(Collected data)

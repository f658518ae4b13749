use crate::{
    challenge::ChallengeRequest,
    cluster::ClusterConfig,
    config::{
        ConfigProvider,
        JsonConfigProvider,
        StackitConfig,
    },
    error::{
        Error,
        WriteAction,
    },
    repository::{
        stackit::StackitRepositoryFactory,
        NewRRSet,
        RRSetRepository,
        RRSetRepositoryFactory,
        RecordType,
        RepositoryConfig,
        RepositoryError,
        Zone,
        ZoneRepositoryFactory,
    },
    secrets::{
        KubeSecretFetcher,
        SecretFetcher,
    },
};
use async_trait::async_trait;
use std::sync::Arc;
use tokio::sync::watch;

/// Name the host routes challenges by. Issuers refer to it as `solverName`.
pub const SOLVER_NAME: &str = "stackit";

/// The contract a DNS-01 solver fulfills towards its webhook host.
#[async_trait]
pub trait Solver: Send + Sync {
    fn name(&self) -> &'static str;

    /// Called once before any challenge is handed out.
    async fn initialize(&mut self, config: ClusterConfig, stop: Option<watch::Receiver<bool>>) -> Result<(), Error>;

    /// Makes sure the TXT record for `request` exists and holds the key.
    async fn present(&self, request: &ChallengeRequest) -> Result<(), Error>;

    /// Removes the key from the TXT record for `request`, and the record once it is empty.
    async fn clean_up(&self, request: &ChallengeRequest) -> Result<(), Error>;
}

/// Solves challenges against the STACKIT DNS API.
///
/// Holds nothing but its collaborators: config, token, zone and rrset are looked up anew for
/// every call. Two calls for the same record race on the fetch-then-write; the provider is
/// the only arbiter.
#[derive(Default, Clone)]
pub struct Resolver {
    zone_repository_factory: Option<Arc<dyn ZoneRepositoryFactory>>,
    rrset_repository_factory: Option<Arc<dyn RRSetRepositoryFactory>>,
    secret_fetcher: Option<Arc<dyn SecretFetcher>>,
    config_provider: Option<Arc<dyn ConfigProvider>>,
}

/// Per call state, once config, token and zone are known.
struct PreparedChallenge {
    config: StackitConfig,
    zone: Zone,
    record_name: String,
    rrsets: Box<dyn RRSetRepository>,
}

impl Resolver {
    pub fn new(
        zone_repository_factory: Arc<dyn ZoneRepositoryFactory>,
        rrset_repository_factory: Arc<dyn RRSetRepositoryFactory>,
        secret_fetcher: Arc<dyn SecretFetcher>,
        config_provider: Arc<dyn ConfigProvider>,
    ) -> Self {
        Self {
            zone_repository_factory: Some(zone_repository_factory),
            rrset_repository_factory: Some(rrset_repository_factory),
            secret_fetcher: Some(secret_fetcher),
            config_provider: Some(config_provider),
        }
    }

    /// A resolver using the STACKIT API and JSON issuer config. Secrets are read through the
    /// Kubernetes client created by [`Solver::initialize`].
    pub fn stackit(factory: StackitRepositoryFactory) -> Self {
        let factory = Arc::new(factory);
        Self {
            zone_repository_factory: Some(factory.clone()),
            rrset_repository_factory: Some(factory),
            secret_fetcher: None,
            config_provider: Some(Arc::new(JsonConfigProvider)),
        }
    }

    pub fn with_secret_fetcher(mut self, secret_fetcher: Arc<dyn SecretFetcher>) -> Self {
        self.secret_fetcher = Some(secret_fetcher);
        self
    }

    async fn prepare(&self, request: &ChallengeRequest) -> Result<PreparedChallenge, Error> {
        let config_provider = self
            .config_provider
            .as_deref()
            .ok_or(Error::Uninitialized("config provider"))?;
        let config = config_provider.load_config(request.config.as_ref())?;
        trace!(project_id = %config.project_id, "config decoded");

        let secret_fetcher = self
            .secret_fetcher
            .as_deref()
            .ok_or(Error::Uninitialized("secret fetcher"))?;
        let namespace = config.secret_namespace(request.namespace());
        let auth_token = secret_fetcher
            .string_from_secret(namespace, &config.auth_token_secret_ref, &config.auth_token_secret_key)
            .await
            .map_err(|source| Error::Credential {
                namespace: namespace.to_string(),
                name: config.auth_token_secret_ref.clone(),
                source,
            })?;
        let repository_config = RepositoryConfig::new(&config, auth_token);

        let zone_repository_factory = self
            .zone_repository_factory
            .as_deref()
            .ok_or(Error::Uninitialized("zone repository factory"))?;
        // the zone has to own the record we write, which differs from the challenged domain
        // once the host followed a CNAME into another zone
        let record_name = request.record_name();
        let zone = zone_repository_factory
            .new_zone_repository(&repository_config)
            .fetch_zone(&record_name)
            .await
            .map_err(|source| Error::ZoneLookup {
                domain: record_name.clone(),
                source,
            })?;
        debug!(zone_id = %zone.id, zone = %zone.dns_name, "zone resolved");

        let rrset_repository_factory = self
            .rrset_repository_factory
            .as_deref()
            .ok_or(Error::Uninitialized("rrset repository factory"))?;
        let rrsets = rrset_repository_factory.new_rrset_repository(&repository_config, &zone);

        Ok(PreparedChallenge {
            config,
            zone,
            record_name,
            rrsets,
        })
    }
}

impl PreparedChallenge {
    fn write_error(&self, action: WriteAction) -> impl FnOnce(RepositoryError) -> Error + '_ {
        move |source| Error::RRSetWrite {
            action,
            name: self.record_name.clone(),
            zone: self.zone.dns_name.clone(),
            source,
        }
    }

    fn lookup_error(&self, source: RepositoryError) -> Error {
        Error::RRSetLookup {
            name: self.record_name.clone(),
            zone: self.zone.dns_name.clone(),
            source,
        }
    }
}

/// TXT values compare equal regardless of surrounding quotes.
fn same_txt_value(a: &str, b: &str) -> bool {
    a.trim_matches('"') == b.trim_matches('"')
}

#[async_trait]
impl Solver for Resolver {
    fn name(&self) -> &'static str {
        SOLVER_NAME
    }

    async fn initialize(&mut self, config: ClusterConfig, _stop: Option<watch::Receiver<bool>>) -> Result<(), Error> {
        let client = config.client()?;
        if self.secret_fetcher.is_none() {
            debug!("using kubernetes secret fetcher");
            self.secret_fetcher = Some(Arc::new(KubeSecretFetcher::new(client)));
        }
        Ok(())
    }

    #[instrument(level = "debug", skip_all, fields(domain = %request.dns_name, uid = %request.uid))]
    async fn present(&self, request: &ChallengeRequest) -> Result<(), Error> {
        let challenge = self.prepare(request).await?;
        let name = &challenge.record_name;

        match challenge.rrsets.fetch_rrset_for_zone(name, RecordType::TXT).await {
            Ok(mut rrset) => {
                if rrset.records.iter().any(|value| same_txt_value(value, &request.key)) {
                    debug!(%name, "challenge value already present");
                } else {
                    rrset.records.push(request.key.clone());
                }
                info!(%name, id = %rrset.id, "updating challenge record");
                challenge
                    .rrsets
                    .update_rrset(rrset)
                    .await
                    .map_err(challenge.write_error(WriteAction::Update))
            }
            Err(err) if err.is_rrset_not_found() => {
                info!(%name, zone = %challenge.zone.dns_name, "creating challenge record");
                let rrset = NewRRSet {
                    name: name.clone(),
                    record_type: RecordType::TXT,
                    ttl: challenge.config.acme_txt_record_ttl,
                    records: vec![request.key.clone()],
                };
                challenge
                    .rrsets
                    .create_rrset(rrset)
                    .await
                    .map_err(challenge.write_error(WriteAction::Create))
            }
            Err(err) => Err(challenge.lookup_error(err)),
        }
    }

    #[instrument(level = "debug", skip_all, fields(domain = %request.dns_name, uid = %request.uid))]
    async fn clean_up(&self, request: &ChallengeRequest) -> Result<(), Error> {
        let challenge = self.prepare(request).await?;
        let name = &challenge.record_name;

        let mut rrset = match challenge.rrsets.fetch_rrset_for_zone(name, RecordType::TXT).await {
            Ok(rrset) => rrset,
            Err(err) if err.is_rrset_not_found() => {
                debug!(%name, "challenge record already gone");
                return Ok(());
            }
            Err(err) => return Err(challenge.lookup_error(err)),
        };

        let before = rrset.records.len();
        rrset.records.retain(|value| !same_txt_value(value, &request.key));
        if rrset.records.len() == before {
            debug!(%name, "challenge value not present, nothing to clean up");
            return Ok(());
        }

        if rrset.records.is_empty() {
            info!(%name, id = %rrset.id, "deleting challenge record");
            match challenge.rrsets.delete_rrset(&rrset.id).await {
                Err(RepositoryError::Api { status: 404, .. }) => {
                    debug!(%name, "challenge record deleted concurrently");
                    Ok(())
                }
                result => result.map_err(challenge.write_error(WriteAction::Delete)),
            }
        } else {
            info!(%name, id = %rrset.id, remaining = rrset.records.len(), "removing challenge value");
            challenge
                .rrsets
                .update_rrset(rrset)
                .await
                .map_err(challenge.write_error(WriteAction::Update))
        }
    }
}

→ WHAT YOU HAVE TO DO: Retrieve all lines from the data that contain the string "RRSetRepositoryFactory".

→ WRITTEN SOLUTION:
        RRSetRepositoryFactory,
    rrset_repository_factory: Option<Arc<dyn RRSetRepositoryFactory>>,
        rrset_repository_factory: Arc<dyn RRSetRepositoryFactory>,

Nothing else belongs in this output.